* YOUR TASK
From the line with "filename videocraft-core/src/transcription/mod.rs" through the line with "pub use daemon::DaemonSupervisor;", inclusive, return each line of the data below exactly and leave the rest out.

* RECORDS FOR THIS TASK
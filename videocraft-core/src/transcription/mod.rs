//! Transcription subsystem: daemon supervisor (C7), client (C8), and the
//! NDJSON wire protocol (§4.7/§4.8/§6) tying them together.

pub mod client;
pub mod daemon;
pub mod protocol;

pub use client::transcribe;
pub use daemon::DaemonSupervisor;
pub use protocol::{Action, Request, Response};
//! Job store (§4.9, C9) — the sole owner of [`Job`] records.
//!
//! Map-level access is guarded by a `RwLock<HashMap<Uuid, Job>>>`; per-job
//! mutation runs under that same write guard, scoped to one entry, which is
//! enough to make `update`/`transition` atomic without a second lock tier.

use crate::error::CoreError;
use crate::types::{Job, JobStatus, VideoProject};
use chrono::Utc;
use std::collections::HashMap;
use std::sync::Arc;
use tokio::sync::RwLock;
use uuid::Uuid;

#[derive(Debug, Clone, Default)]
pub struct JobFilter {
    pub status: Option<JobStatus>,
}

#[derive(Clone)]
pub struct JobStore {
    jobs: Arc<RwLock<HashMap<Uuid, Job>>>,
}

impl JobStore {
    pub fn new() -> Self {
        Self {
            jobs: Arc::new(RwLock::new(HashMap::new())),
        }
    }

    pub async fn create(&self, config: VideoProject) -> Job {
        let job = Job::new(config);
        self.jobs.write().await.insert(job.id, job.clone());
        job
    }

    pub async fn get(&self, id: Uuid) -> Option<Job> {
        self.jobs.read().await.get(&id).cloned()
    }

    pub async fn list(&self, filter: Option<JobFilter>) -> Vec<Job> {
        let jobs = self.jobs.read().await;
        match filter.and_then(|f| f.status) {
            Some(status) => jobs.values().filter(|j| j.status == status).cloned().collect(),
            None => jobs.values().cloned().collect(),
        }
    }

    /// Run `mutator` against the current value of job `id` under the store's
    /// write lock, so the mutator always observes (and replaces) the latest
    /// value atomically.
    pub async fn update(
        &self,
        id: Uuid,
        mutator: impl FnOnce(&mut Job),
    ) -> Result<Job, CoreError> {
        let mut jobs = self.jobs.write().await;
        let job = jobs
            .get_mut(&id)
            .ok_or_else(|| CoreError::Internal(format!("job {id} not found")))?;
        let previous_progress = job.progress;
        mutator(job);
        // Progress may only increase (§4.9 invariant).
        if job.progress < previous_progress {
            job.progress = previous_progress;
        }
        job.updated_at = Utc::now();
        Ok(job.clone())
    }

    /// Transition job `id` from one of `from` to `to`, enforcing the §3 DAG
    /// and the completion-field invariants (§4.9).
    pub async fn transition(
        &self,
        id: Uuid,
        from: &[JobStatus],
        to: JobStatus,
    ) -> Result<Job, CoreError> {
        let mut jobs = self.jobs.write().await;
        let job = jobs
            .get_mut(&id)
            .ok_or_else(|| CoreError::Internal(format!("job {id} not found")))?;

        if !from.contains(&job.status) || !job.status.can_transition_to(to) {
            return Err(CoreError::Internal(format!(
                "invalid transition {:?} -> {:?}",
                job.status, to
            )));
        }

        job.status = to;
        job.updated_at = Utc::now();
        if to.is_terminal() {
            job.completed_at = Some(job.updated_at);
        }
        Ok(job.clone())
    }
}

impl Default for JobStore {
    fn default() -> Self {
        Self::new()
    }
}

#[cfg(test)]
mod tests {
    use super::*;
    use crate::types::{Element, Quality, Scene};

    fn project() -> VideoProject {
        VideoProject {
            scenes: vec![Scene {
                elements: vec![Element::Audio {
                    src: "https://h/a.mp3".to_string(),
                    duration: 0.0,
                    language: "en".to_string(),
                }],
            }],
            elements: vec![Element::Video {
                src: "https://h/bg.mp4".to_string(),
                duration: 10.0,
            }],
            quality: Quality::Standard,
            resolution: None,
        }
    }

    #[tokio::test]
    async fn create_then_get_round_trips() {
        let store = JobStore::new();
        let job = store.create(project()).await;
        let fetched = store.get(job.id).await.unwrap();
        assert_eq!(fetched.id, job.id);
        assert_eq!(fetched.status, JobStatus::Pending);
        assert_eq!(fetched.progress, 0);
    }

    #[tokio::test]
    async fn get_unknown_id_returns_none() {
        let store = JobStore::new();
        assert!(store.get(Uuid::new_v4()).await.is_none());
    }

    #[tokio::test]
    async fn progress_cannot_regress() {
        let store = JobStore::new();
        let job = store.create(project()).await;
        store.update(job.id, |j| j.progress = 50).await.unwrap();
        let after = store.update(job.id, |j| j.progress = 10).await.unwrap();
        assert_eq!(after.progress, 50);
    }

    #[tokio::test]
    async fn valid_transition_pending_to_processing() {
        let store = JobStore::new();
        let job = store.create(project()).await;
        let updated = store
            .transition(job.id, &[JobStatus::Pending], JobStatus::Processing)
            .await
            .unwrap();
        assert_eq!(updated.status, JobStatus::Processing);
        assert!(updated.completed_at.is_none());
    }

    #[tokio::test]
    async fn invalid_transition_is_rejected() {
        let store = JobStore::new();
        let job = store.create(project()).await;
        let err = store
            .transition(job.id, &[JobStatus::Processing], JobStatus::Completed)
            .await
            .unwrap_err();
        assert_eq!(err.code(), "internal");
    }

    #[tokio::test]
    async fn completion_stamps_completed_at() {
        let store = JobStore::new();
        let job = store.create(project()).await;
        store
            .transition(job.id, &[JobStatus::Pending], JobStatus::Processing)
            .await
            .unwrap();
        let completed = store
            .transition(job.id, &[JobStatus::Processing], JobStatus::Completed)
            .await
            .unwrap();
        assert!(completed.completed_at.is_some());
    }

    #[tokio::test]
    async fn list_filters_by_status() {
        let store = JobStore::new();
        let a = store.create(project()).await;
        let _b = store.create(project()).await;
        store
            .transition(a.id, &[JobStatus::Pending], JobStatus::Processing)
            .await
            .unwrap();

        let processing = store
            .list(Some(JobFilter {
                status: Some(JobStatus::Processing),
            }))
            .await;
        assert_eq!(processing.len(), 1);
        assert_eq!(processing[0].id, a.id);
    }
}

---

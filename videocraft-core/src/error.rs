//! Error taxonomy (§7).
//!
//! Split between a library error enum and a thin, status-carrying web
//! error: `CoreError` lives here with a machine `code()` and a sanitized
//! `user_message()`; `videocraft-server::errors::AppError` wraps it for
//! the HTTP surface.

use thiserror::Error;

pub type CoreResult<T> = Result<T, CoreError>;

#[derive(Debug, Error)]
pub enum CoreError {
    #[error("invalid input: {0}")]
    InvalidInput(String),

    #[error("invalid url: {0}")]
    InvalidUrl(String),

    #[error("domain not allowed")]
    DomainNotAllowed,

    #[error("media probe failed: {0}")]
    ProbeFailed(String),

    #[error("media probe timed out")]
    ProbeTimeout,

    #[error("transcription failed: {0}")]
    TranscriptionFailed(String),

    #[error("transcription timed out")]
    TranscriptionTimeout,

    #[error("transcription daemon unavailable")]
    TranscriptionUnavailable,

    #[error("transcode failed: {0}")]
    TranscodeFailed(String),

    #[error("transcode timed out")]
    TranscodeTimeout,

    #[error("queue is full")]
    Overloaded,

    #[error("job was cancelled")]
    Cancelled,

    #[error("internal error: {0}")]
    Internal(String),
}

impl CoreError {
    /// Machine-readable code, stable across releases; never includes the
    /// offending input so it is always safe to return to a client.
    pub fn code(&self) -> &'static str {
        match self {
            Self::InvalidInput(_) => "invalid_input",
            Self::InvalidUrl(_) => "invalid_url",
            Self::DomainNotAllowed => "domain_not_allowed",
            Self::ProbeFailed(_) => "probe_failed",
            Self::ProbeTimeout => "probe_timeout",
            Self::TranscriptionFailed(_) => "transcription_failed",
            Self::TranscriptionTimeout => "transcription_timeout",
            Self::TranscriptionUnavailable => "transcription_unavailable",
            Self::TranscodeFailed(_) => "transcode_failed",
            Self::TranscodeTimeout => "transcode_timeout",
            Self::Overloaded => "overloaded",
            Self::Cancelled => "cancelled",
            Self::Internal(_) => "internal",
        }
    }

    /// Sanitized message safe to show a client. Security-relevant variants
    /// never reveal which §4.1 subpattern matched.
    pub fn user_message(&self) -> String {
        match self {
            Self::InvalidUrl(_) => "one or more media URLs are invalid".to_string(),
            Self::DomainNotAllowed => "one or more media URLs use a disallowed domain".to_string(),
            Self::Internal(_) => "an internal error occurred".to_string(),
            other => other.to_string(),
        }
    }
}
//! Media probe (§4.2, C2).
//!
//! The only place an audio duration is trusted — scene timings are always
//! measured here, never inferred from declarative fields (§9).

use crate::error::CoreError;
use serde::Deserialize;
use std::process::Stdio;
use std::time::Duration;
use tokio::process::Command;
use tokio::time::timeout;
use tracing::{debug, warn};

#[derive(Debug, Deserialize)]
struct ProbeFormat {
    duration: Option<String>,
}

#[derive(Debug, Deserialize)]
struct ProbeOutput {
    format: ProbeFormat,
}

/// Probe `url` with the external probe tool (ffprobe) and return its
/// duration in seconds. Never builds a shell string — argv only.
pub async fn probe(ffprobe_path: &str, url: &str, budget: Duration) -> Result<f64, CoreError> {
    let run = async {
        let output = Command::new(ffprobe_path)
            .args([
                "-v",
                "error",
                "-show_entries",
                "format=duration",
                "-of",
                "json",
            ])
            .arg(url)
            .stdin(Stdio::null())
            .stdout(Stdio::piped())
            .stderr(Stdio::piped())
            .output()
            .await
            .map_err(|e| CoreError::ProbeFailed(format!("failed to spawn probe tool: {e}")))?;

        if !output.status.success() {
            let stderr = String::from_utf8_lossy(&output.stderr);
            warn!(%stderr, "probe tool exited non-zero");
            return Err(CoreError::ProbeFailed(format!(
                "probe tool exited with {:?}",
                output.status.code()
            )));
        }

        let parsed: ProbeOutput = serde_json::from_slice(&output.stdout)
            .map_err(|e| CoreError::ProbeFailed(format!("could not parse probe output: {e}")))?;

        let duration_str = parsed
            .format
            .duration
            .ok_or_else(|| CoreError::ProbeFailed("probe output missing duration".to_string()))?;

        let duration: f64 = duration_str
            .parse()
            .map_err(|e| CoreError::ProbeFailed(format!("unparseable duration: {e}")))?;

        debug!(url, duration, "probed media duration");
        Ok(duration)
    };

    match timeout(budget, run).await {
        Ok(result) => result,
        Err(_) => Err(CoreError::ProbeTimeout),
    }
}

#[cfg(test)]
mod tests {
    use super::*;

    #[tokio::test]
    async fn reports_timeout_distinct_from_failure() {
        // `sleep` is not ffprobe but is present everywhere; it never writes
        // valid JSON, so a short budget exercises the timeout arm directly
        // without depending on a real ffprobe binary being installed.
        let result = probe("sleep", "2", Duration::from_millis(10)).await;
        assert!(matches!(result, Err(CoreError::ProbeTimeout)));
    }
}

* ANSWER TO THE PROBLEM
filename videocraft-core/src/transcription/mod.rs
//! Transcription subsystem: daemon supervisor (C7), client (C8), and the
//! NDJSON wire protocol (§4.7/§4.8/§6) tying them together.

pub mod client;
pub mod daemon;
pub mod protocol;

pub use client::transcribe;
pub use daemon::DaemonSupervisor;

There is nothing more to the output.